I’ve been busy canning dozens of quarts of tomato sauce, too. Brooksy, I do hope you will recover soon. Said a prayer asking the Father to watch over your healing moments ago. I know how difficult it is to feel helpless when your heart’s desire is to be useful to your family. I also understand the desire to “get those squirrels”. Had some raiding my box of sunflowers recently put out by the chicken pen for the chickens. Hope you are able to get back out and “get ’em” soon!

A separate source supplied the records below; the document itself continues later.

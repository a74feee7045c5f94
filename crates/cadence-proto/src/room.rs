//! The replicated room record.
//!
//! A room maps eight logical ports to peer ids (the last port is the
//! authority's) and carries a flag bitfield. Only the authority mutates the
//! room; every other peer converges by XORing the deltas the authority
//! commits into its state ring. The XOR representation is what makes
//! membership changes frame-precise: a delta is applied by every peer at the
//! same tick boundary, so all replicas move through identical states.

use std::borrow::Cow;

use zerocopy::{FromBytes, FromZeros, Immutable, IntoBytes, KnownLayout, byteorder::little_endian::U64};

use crate::ProtocolError;

/// Highest port index; also the authority's port.
pub const PORT_MAX: usize = 7;

/// Total ports, authority included.
pub const PORT_COUNT: usize = PORT_MAX + 1;

/// The distinguished port owned by the room's authority.
pub const AUTHORITY_INDEX: usize = PORT_MAX;

/// Sentinel: port cannot be joined.
pub const PEER_UNAVAILABLE: u64 = 0;

/// Sentinel: port is open for a joiner.
pub const PEER_AVAILABLE: u64 = 1;

/// Peer-id values at or below this are sentinels, not peers.
pub const PORT_SENTINELS_MAX: u64 = 1;

/// Wire size of the bounded name fields.
pub const ROOM_STRING_SIZE: usize = 64;

/// Flag: the peer asks to sit out of the port map and spectate.
pub const FLAG_SPECTATOR: u64 = 1 << 0;

/// Flag: the peer requests relayed (TURN) connectivity.
pub const FLAG_FORCE_TURN: u64 = 1 << 1;

/// Flag: clients are not limited to setting input on their bound port.
pub const FLAG_NO_FIXED_PORT: u64 = 1 << 2;

/// Flag: peers may surface each other's addresses in a frontend.
pub const FLAG_ALLOW_SHOW_IP: u64 = 1 << 3;

/// Flag: the authority is reachable over IPv6.
pub const FLAG_AUTHORITY_IPV6: u64 = 1 << 4;

/// Flag: the room is live on the network (set while a session runs).
pub const FLAG_ROOM_IS_NETWORK_HOSTED: u64 = 1 << 5;

/// Flag for port 0 sitting out of input; shift left by the port index for
/// the other ports (bits 8..16).
pub const FLAG_PORT0_PEER_IS_INACTIVE: u64 = 1 << 8;

/// Flag bits only the signaling server may change.
pub const SERVER_PERMISSION_MASK: u64 = FLAG_AUTHORITY_IPV6 | FLAG_ROOM_IS_NETWORK_HOSTED;

/// Flag bits only the authority may change.
pub const AUTHORITY_PERMISSION_MASK: u64 = FLAG_NO_FIXED_PORT | FLAG_ALLOW_SHOW_IP;

/// Flag bits a client may change about its own record.
pub const CLIENT_PERMISSION_MASK: u64 = FLAG_SPECTATOR | FLAG_FORCE_TURN;

/// Replicated membership record (200 bytes on the wire, little-endian).
///
/// # Invariants
///
/// - Every non-sentinel entry of `peer_ids` is unique.
/// - `peer_ids[AUTHORITY_INDEX]` is a real peer whenever
///   [`FLAG_ROOM_IS_NETWORK_HOSTED`] is set.
/// - Strings are UTF-8, NUL-terminated inside their fixed slots.
#[repr(C, packed)]
#[derive(Clone, Copy, FromBytes, IntoBytes, KnownLayout, Immutable)]
pub struct Room {
    name: [u8; ROOM_STRING_SIZE],
    turn_hostname: [u8; ROOM_STRING_SIZE],
    peer_ids: [U64; PORT_COUNT],
    flags: U64,
}

impl Room {
    /// Wire size (200 bytes).
    pub const SIZE: usize = 2 * ROOM_STRING_SIZE + 8 * PORT_COUNT + 8;

    /// A named room with every port open and no authority seated yet.
    #[must_use]
    pub fn open(name: &str) -> Self {
        let mut room = Self::new_zeroed();
        room.set_name(name);
        for port in 0..PORT_COUNT {
            room.set_peer_id(port, PEER_AVAILABLE);
        }
        room
    }

    /// Parse a room from the front of `bytes`.
    pub fn read_from(bytes: &[u8]) -> Result<Self, ProtocolError> {
        Self::read_from_prefix(bytes)
            .map(|(room, _)| room)
            .map_err(|_| ProtocolError::Truncated { expected: Self::SIZE, actual: bytes.len() })
    }

    /// Room name up to the first NUL.
    #[must_use]
    pub fn name(&self) -> Cow<'_, str> {
        string_field(&self.name)
    }

    /// Set the room name, truncated to fit the wire slot with its NUL.
    pub fn set_name(&mut self, name: &str) {
        set_string_field(&mut self.name, name);
    }

    /// Optional TURN relay hostname.
    #[must_use]
    pub fn turn_hostname(&self) -> Cow<'_, str> {
        string_field(&self.turn_hostname)
    }

    /// Set the TURN relay hostname.
    pub fn set_turn_hostname(&mut self, hostname: &str) {
        set_string_field(&mut self.turn_hostname, hostname);
    }

    /// Peer id (or sentinel) seated at `port`.
    #[must_use]
    pub fn peer_id(&self, port: usize) -> u64 {
        self.peer_ids[port].get()
    }

    /// Seat `peer_id` at `port`.
    pub fn set_peer_id(&mut self, port: usize, peer_id: u64) {
        self.peer_ids[port] = U64::new(peer_id);
    }

    /// Flag bitfield.
    #[must_use]
    pub fn flags(&self) -> u64 {
        self.flags.get()
    }

    /// Replace the flag bitfield.
    pub fn set_flags(&mut self, flags: u64) {
        self.flags = U64::new(flags);
    }

    /// Whether the room is live on the network.
    #[must_use]
    pub fn is_hosted(&self) -> bool {
        self.flags() & FLAG_ROOM_IS_NETWORK_HOSTED != 0
    }

    /// Whether `port` is bound to a real peer (not a sentinel).
    #[must_use]
    pub fn port_occupied(&self, port: usize) -> bool {
        self.peer_id(port) > PORT_SENTINELS_MAX
    }

    /// Whether the peer on `port` asked to sit out of input.
    #[must_use]
    pub fn port_inactive(&self, port: usize) -> bool {
        self.flags() & (FLAG_PORT0_PEER_IS_INACTIVE << port) != 0
    }

    /// Port currently bound to `peer_id`, if any.
    #[must_use]
    pub fn port_of_peer(&self, peer_id: u64) -> Option<usize> {
        if peer_id <= PORT_SENTINELS_MAX {
            return None;
        }
        (0..PORT_COUNT).find(|&p| self.peer_id(p) == peer_id)
    }

    /// Whether two records describe the same room: same authority, same name.
    #[must_use]
    pub fn same_room(&self, other: &Self) -> bool {
        self.peer_id(AUTHORITY_INDEX) == other.peer_id(AUTHORITY_INDEX) && self.name == other.name
    }

    /// XOR `delta` into this record byte-wise.
    pub fn xor(&mut self, delta: &Self) {
        let delta = delta.as_bytes().to_owned();
        for (dst, src) in self.as_mut_bytes().iter_mut().zip(delta) {
            *dst ^= src;
        }
    }

    /// This record XORed with `delta`, as a new value.
    #[must_use]
    pub fn xored(&self, delta: &Self) -> Self {
        let mut out = *self;
        out.xor(delta);
        out
    }

    /// Whether every byte is zero (the identity delta).
    #[must_use]
    pub fn is_zero(&self) -> bool {
        self.as_bytes().iter().all(|&b| b == 0)
    }
}

impl Default for Room {
    fn default() -> Self {
        Self::new_zeroed()
    }
}

// Manual implementations: derives would take references into the packed repr
impl PartialEq for Room {
    fn eq(&self, other: &Self) -> bool {
        self.as_bytes() == other.as_bytes()
    }
}

impl Eq for Room {}

impl std::fmt::Debug for Room {
    fn fmt(&self, f: &mut std::fmt::Formatter<'_>) -> std::fmt::Result {
        let peers: Vec<u64> = (0..PORT_COUNT).map(|p| self.peer_id(p)).collect();
        f.debug_struct("Room")
            .field("name", &self.name())
            .field("peer_ids", &peers)
            .field("flags", &format_args!("{:#x}", self.flags()))
            .finish_non_exhaustive()
    }
}

fn string_field(field: &[u8]) -> Cow<'_, str> {
    let end = field.iter().position(|&b| b == 0).unwrap_or(field.len());
    String::from_utf8_lossy(&field[..end])
}

fn set_string_field(field: &mut [u8], value: &str) {
    field.fill(0);
    let len = value.len().min(field.len() - 1);
    field[..len].copy_from_slice(&value.as_bytes()[..len]);
}

#[cfg(test)]
mod tests {
    use super::*;

    #[test]
    fn wire_size() {
        assert_eq!(std::mem::size_of::<Room>(), Room::SIZE);
        assert_eq!(Room::SIZE, 200);
    }

    #[test]
    fn open_room_has_open_ports() {
        let room = Room::open("arena");
        assert_eq!(room.name(), "arena");
        for p in 0..PORT_COUNT {
            assert_eq!(room.peer_id(p), PEER_AVAILABLE);
            assert!(!room.port_occupied(p));
        }
    }

    #[test]
    fn xor_delta_round_trips() {
        let mut room = Room::open("arena");
        room.set_peer_id(AUTHORITY_INDEX, 0xA11CE);
        room.set_flags(FLAG_ROOM_IS_NETWORK_HOSTED);

        let mut target = room;
        target.set_peer_id(0, 0xB0B);

        let mut delta = room;
        delta.xor(&target);
        assert!(!delta.is_zero());

        let converged = room.xored(&delta);
        assert_eq!(converged, target);
        // Applying the same delta again undoes it
        assert_eq!(converged.xored(&delta), room);
    }

    #[test]
    fn port_lookup_ignores_sentinels() {
        let room = Room::open("arena");
        assert_eq!(room.port_of_peer(PEER_AVAILABLE), None);
        assert_eq!(room.port_of_peer(PEER_UNAVAILABLE), None);

        let mut room = room;
        room.set_peer_id(3, 0xC0FFEE);
        assert_eq!(room.port_of_peer(0xC0FFEE), Some(3));
    }

    #[test]
    fn same_room_compares_authority_and_name() {
        let mut a = Room::open("arena");
        a.set_peer_id(AUTHORITY_INDEX, 0xA11CE);
        let mut b = a;
        b.set_peer_id(0, 0xB0B);
        assert!(a.same_room(&b));

        let mut c = a;
        c.set_name("other");
        assert!(!a.same_room(&c));
    }

    #[test]
    fn long_name_is_truncated_with_nul() {
        let mut room = Room::default();
        room.set_name(&"x".repeat(200));
        assert_eq!(room.name().len(), ROOM_STRING_SIZE - 1);
    }
}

Thanks Sarah, greatly appreciated!
Once upon a time in my wild youth I was a Wild land Firefighter and also having grown up in a logging community the threat of fire is of major concern for most everyone. I have seen first hand the destructive nature of fire and with the fires in the Pacific Northwest being particularly difficult this year. Now when, I read about the cutting of much needed firewood for winter so late in the season is still on going, I take pause and I pray that every precaution is taken to minimize the risks associated with such activities. Such as cutting early in the morning, having and making sure a spark arresting device is on your chainsaw and working as intended, having some form of fire suppression on hand such as a fire extinguisher or garden hose if you use a dedicated area close to a water source. Even posting yourself up as a fire watch for a few hours after you’ve finished using your chainsaw or hydraulic wood splitter if you use one to ensure that nothing turns into a fire. So please be careful, be vigilant and by all means only let that fire wood warm you only when you need it to. When cutting it and when you burn it.
Dear A in Aloha,
No worries, here. We’re no longer cutting trees in our woods. The gang cutting takes place next to the house with the chainsaw, between 7:30 and 9AM. Jim is splitting the wood by the house with the ax. Not only that, we water the meadow and gardens around the house daily so there is no chance of sparks setting off a fire, they’re too wet. Furthermore, even though we water the meadows and our campfire circle is in the middle of the meadow, we do not and have not had any campfires since the end of June, just in case an ember gets carried away by the wind into our woods which are not watered. Thankfully, the expected rains are due to begin after midnight on Sunday. We’ll be glad when they soak our dry land and begin to help to put out all the fires in our western regions. We do thank You for your concern. Many blessings to you and yours. Lily
We’ve been busy wrapping up the “garden” and canning. We canned a dozen or so jars of chicken. These are great for last minute chicken salad, tacos or chicken soup and the weather cools. Also tried our hand at harvesting acorns and making acorn “flour”. It is a long process and not one I am likely to repeat. However, it is a good skill to have if needed.
Ripened and canned 9 qt of peaches(had 1 qt glass fail),harvested lettuce seed and volunteer tomato seed(should grow great next year). Time to start prowling for end of season deals on fertilizer and charcoal and early salt.